Le gouvernement syrien et des groupes rebelles armés sont conviés à des discussions de paix de haut niveau les 15 et 16 février prochains à Astana, a annoncé samedi le ministère des Affaires étrangères kazakh.

«Il a été décidé de tenir les prochaines discussions de haut niveau dans le cadre du processus d’Astana pour résoudre la situation en Syrie les 15 et 16 février», a annoncé dans un communiqué le ministère, ajoutant que «le gouvernement syrien», «les représentants de l’opposition armée syrienne» ainsi que l’envoyé spécial de l’ONU Staffan de Mistura ont été conviés à ces pourparlers parrainés par la Russie, la Turquie et l’Iran. Selon le ministère des Affaires étrangères kazakh, une délégation jordanienne participera aux négociations ainsi que des délégués américains, qui seront présents en tant qu’observateurs.

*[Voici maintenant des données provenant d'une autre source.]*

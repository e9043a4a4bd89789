//! Object operation handlers.
//!
//! Implements `put_object`, `get_object`, `head_object`, `delete_object` and
//! `delete_objects`. Writers of a key serialize on the bucket's key lock;
//! content is stored before the index is updated, and displaced content is
//! released after.

use chrono::Utc;
use tracing::{debug, trace};

use crate::checksums::decode_content_md5;
use crate::error::{S3Error, S3Result, S3ServiceError, S3ServiceResult};
use crate::model::{
    DeleteError, DeleteObjectInput, DeleteObjectsInput, DeleteObjectsOutput, DeletedObject,
    GetObjectInput, GetObjectOutput, HeadObjectInput, HeadObjectOutput, PutObjectInput,
    PutObjectOutput,
};
use crate::provider::S3Lite;
use crate::state::{DEFAULT_CONTENT_TYPE, S3Bucket, S3Object};
use crate::validation::validate_object_key;

impl S3Lite {
    /// Store an object, replacing any object at the same key.
    pub async fn put_object(&self, input: PutObjectInput) -> S3Result<PutObjectOutput> {
        let PutObjectInput {
            bucket: bucket_name,
            key,
            body,
            content_type,
            content_md5,
        } = input;
        validate_object_key(&key)?;
        let expected_md5 = content_md5
            .map(|value| decode_content_md5(&value).ok_or(S3ServiceError::InvalidDigest))
            .transpose()?;

        let bucket = self.state.get_bucket(&bucket_name)?;
        let _guard = bucket.lock_key(&key).await;

        let receipt = self.storage.put(body).await?;
        if expected_md5.is_some_and(|md5| md5 != receipt.md5) {
            self.storage.delete(&receipt.handle);
            return Err(S3ServiceError::BadDigest.into());
        }

        let object = S3Object {
            key: key.clone(),
            handle: receipt.handle,
            size: receipt.size,
            etag: receipt.etag,
            last_modified: Utc::now(),
            content_type: content_type.unwrap_or_else(|| DEFAULT_CONTENT_TYPE.to_owned()),
            parts_count: None,
        };
        let output = PutObjectOutput {
            e_tag: object.etag.clone(),
            size: object.size,
        };

        match bucket.put_object(object) {
            Ok(previous) => {
                if let Some(previous) = previous {
                    self.storage.delete(&previous.handle);
                }
            }
            Err(e) => {
                self.storage.delete(&receipt.handle);
                return Err(e.into());
            }
        }

        debug!(
            bucket = %bucket_name,
            key = %key,
            size = output.size,
            etag = %output.e_tag,
            "put_object completed"
        );
        Ok(output)
    }

    /// Read an object, or a byte range of it.
    ///
    /// A concurrent overwrite may release the content between the index
    /// lookup and the read; the lookup is then repeated against the newer
    /// object. `NoSuchKey` is returned only once the index no longer holds
    /// the key.
    pub async fn get_object(&self, input: GetObjectInput) -> S3Result<GetObjectOutput> {
        let bucket = self.state.get_bucket(&input.bucket)?;
        let mut object = bucket.get_object(&input.key)?;

        let (body, resolved) = loop {
            let resolved = input.range.map(|r| r.resolve(object.size)).transpose()?;
            match self.storage.get(&object.handle, resolved).await {
                Ok(body) => break (body, resolved),
                Err(S3ServiceError::ContentNotFound { handle }) => {
                    let current = bucket.get_object(&input.key)?;
                    if current.handle == object.handle {
                        return Err(S3ServiceError::ContentNotFound { handle }.into());
                    }
                    trace!(
                        key = %input.key,
                        stale = %handle,
                        "content replaced during read, retrying"
                    );
                    object = current;
                }
                Err(e) => return Err(e.into()),
            }
        };
        let content_range =
            resolved.map(|(start, end)| format!("bytes {start}-{end}/{}", object.size));

        debug!(
            bucket = %input.bucket,
            key = %input.key,
            size = body.len(),
            ranged = content_range.is_some(),
            "get_object completed"
        );

        Ok(GetObjectOutput {
            content_length: body.len() as u64,
            body,
            content_range,
            content_type: object.content_type,
            e_tag: object.etag,
            last_modified: object.last_modified,
            parts_count: object.parts_count,
        })
    }

    /// Read an object's metadata.
    #[allow(clippy::unused_async)]
    pub async fn head_object(&self, input: HeadObjectInput) -> S3Result<HeadObjectOutput> {
        let bucket = self.state.get_bucket(&input.bucket)?;
        let object = bucket.get_object(&input.key)?;
        Ok(HeadObjectOutput {
            content_length: object.size,
            content_type: object.content_type,
            e_tag: object.etag,
            last_modified: object.last_modified,
            parts_count: object.parts_count,
        })
    }

    /// Delete an object. Deleting an absent key succeeds.
    pub async fn delete_object(&self, input: DeleteObjectInput) -> S3Result<()> {
        let bucket = self.state.get_bucket(&input.bucket)?;
        let existed = self.remove_object(&bucket, &input.key).await?;
        debug!(bucket = %input.bucket, key = %input.key, existed, "delete_object completed");
        Ok(())
    }

    /// Delete a batch of keys. Failures are reported per key.
    pub async fn delete_objects(&self, input: DeleteObjectsInput) -> S3Result<DeleteObjectsOutput> {
        let bucket = self.state.get_bucket(&input.bucket)?;
        let mut output = DeleteObjectsOutput::default();

        for key in input.keys {
            let result = match validate_object_key(&key) {
                Ok(()) => self.remove_object(&bucket, &key).await.map(|_| ()),
                Err(e) => Err(e),
            };
            match result {
                Ok(()) if input.quiet => {}
                Ok(()) => output.deleted.push(DeletedObject { key }),
                Err(e) => {
                    let err = S3Error::from(e);
                    output.errors.push(DeleteError {
                        key,
                        code: err.code.as_str().to_owned(),
                        message: err.message,
                    });
                }
            }
        }

        debug!(
            bucket = %input.bucket,
            deleted = output.deleted.len(),
            errors = output.errors.len(),
            "delete_objects completed"
        );
        Ok(output)
    }

    /// Remove `key` from `bucket` under its key lock and release its content.
    /// Returns whether an object was removed.
    pub(crate) async fn remove_object(
        &self,
        bucket: &S3Bucket,
        key: &str,
    ) -> S3ServiceResult<bool> {
        let _guard = bucket.lock_key(key).await;
        match bucket.delete_object(key)? {
            Some(object) => {
                self.storage.delete(&object.handle);
                Ok(true)
            }
            None => Ok(false),
        }
    }
}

Le respect du cessez-le-feu et des mesures de «stabilisation» de la situation dans certaines régions de Syrie seront au menu des discussions. Ces pourparlers dans la capitale du Kazakhstan, rappelle-ton, viennent après un premier round de négociations le mois dernier qui s’était achevé sans avancée politique majeure pour résoudre un conflit qui a fait plus de 310.000 morts depuis son commencement, fin 2011. Pour la première fois, des représentants du régime syrien et de groupes rebelles combattant sur le terrain devait se rencontrer, mais les rebelles avaient refusé de s’asseoir à la même table que les émissaires de Bachar al-Assad. L’Iran, la Russie et la Turquie avaient toutefois convenu de la création d’un mécanisme de mise en oeuvre et de surveillance du cessez-le-feu en Syrie.